**INSTRUCTIONS TO FOLLOW**.
Only the lines with "submissions" in them need to be copied from the listing.

**EXCERPTED DATA**.
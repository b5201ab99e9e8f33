use chrono::Utc;
use serde::Deserialize;
use serde::Serialize;
use serde_json::Value;

/// Message fragment the judge backend uses while a submission is still being
/// evaluated. Such responses sometimes arrive with an error status but mean
/// the submission was accepted.
pub const JUDGING_IN_PROGRESS: &str = "正在评测";

pub const DEFAULT_FAILURE_MESSAGE: &str = "request failed";

/// Common shape of every backend response body.
#[derive(Debug, Clone, Default, PartialEq, Serialize, Deserialize)]
pub struct ApiEnvelope {
    #[serde(default, skip_serializing_if = "Option::is_none")]
    pub code: Option<i64>,
    #[serde(default, skip_serializing_if = "Option::is_none")]
    pub status: Option<String>,
    #[serde(default, skip_serializing_if = "Option::is_none")]
    pub message: Option<String>,
    /// Endpoint-specific payload fields.
    #[serde(flatten)]
    pub data: serde_json::Map<String, Value>,
}

impl ApiEnvelope {
    pub fn get(&self, key: &str) -> Option<&Value> {
        self.data.get(key)
    }

    pub fn is_judging_in_progress(&self) -> bool {
        self.message
            .as_deref()
            .is_some_and(|message| message.contains(JUDGING_IN_PROGRESS))
    }

    /// Stand-in for a judging response that arrived shaped like an error.
    /// The submission id is a timestamp since the backend did not send one.
    pub fn judging_placeholder(message: impl Into<String>) -> Self {
        let mut data = serde_json::Map::new();
        data.insert(
            "submission_id".to_string(),
            Value::from(Utc::now().timestamp_millis()),
        );
        Self {
            code: None,
            status: Some("ok".to_string()),
            message: Some(message.into()),
            data,
        }
    }
}

#[derive(Debug, Clone, PartialEq, Eq)]
pub enum EnvelopeClass {
    Success,
    /// Session missing or expired.
    Unauthorized(String),
    Failure(String),
}

/// Classifies a response by HTTP status and body.
pub fn classify(http_status: u16, envelope: &ApiEnvelope) -> EnvelopeClass {
    if envelope.is_judging_in_progress() {
        return EnvelopeClass::Success;
    }
    let success_status = (200..300).contains(&http_status);
    if success_status && (envelope.code == Some(200) || envelope.status.as_deref() == Some("ok")) {
        return EnvelopeClass::Success;
    }
    let message = envelope
        .message
        .clone()
        .filter(|message| !message.is_empty())
        .unwrap_or_else(|| {
            if success_status {
                DEFAULT_FAILURE_MESSAGE.to_string()
            } else {
                format!("HTTP {http_status}")
            }
        });
    if http_status == 401 || envelope.code == Some(401) {
        return EnvelopeClass::Unauthorized(message);
    }
    EnvelopeClass::Failure(message)
}
use core_test_support::STUDENT_ROLE;
use core_test_support::TestHome;
use core_test_support::mount_json;
use core_test_support::sign_in;
use oj_core::client::ApiError;
use oj_core::client::ClientConfig;
use oj_core::client::JudgeClient;
use oj_core::navigation::Location;
use oj_core::navigation::Notice;
use oj_core::navigation::RecordingNotices;
use pretty_assertions::assert_eq;
use serde_json::json;
use wiremock::MockServer;

#[tokio::test]
async fn expired_token_signs_out_and_next_navigation_requires_login() {
    let server = MockServer::start().await;
    mount_json(
        &server,
        "GET",
        "/api/submissions",
        401,
        json!({"status": "error", "message": "token expired"}),
    )
    .await;

    let home = TestHome::new();
    let session = home.session();
    sign_in(&session, STUDENT_ROLE);

    let config = ClientConfig {
        base_url: server.uri(),
        ..ClientConfig::default()
    };
    let client = JudgeClient::new(&config, session.clone()).expect("client");
    let err = client.get("/api/submissions", &[]).await.unwrap_err();
    assert!(matches!(err, ApiError::Unauthorized(_)), "{err}");

    // The cleared session is persisted too.
    assert!(!home.session().is_authenticated());

    let mut nav = home.navigator();
    let mut notices = RecordingNotices::new();
    let report = nav
        .navigate(Location::parse("/submissions"), &mut notices)
        .expect("navigate");
    assert_eq!(report.to, Location::new("/login"));
    assert_eq!(notices.take(), vec![Notice::SignInRequired]);
}

#[tokio::test]
async fn submission_while_judging_reports_success() {
    let server = MockServer::start().await;
    mount_json(
        &server,
        "POST",
        "/api/submissions",
        400,
        json!({"message": "正在评测，请稍后"}),
    )
    .await;

    let home = TestHome::new();
    let session = home.session();
    sign_in(&session, STUDENT_ROLE);
    let config = ClientConfig {
        base_url: server.uri(),
        ..ClientConfig::default()
    };
    let client = JudgeClient::new(&config, session.clone()).expect("client");

    let envelope = client
        .post("/api/submissions", &json!({"problem_id": 1}))
        .await
        .expect("accepted");
    assert_eq!(envelope.status.as_deref(), Some("ok"));
    assert!(session.is_authenticated());
}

**FINISHED TASK**.
        "/api/submissions",
    let err = client.get("/api/submissions", &[]).await.unwrap_err();
        .navigate(Location::parse("/submissions"), &mut notices)
        "/api/submissions",
        .post("/api/submissions", &json!({"problem_id": 1}))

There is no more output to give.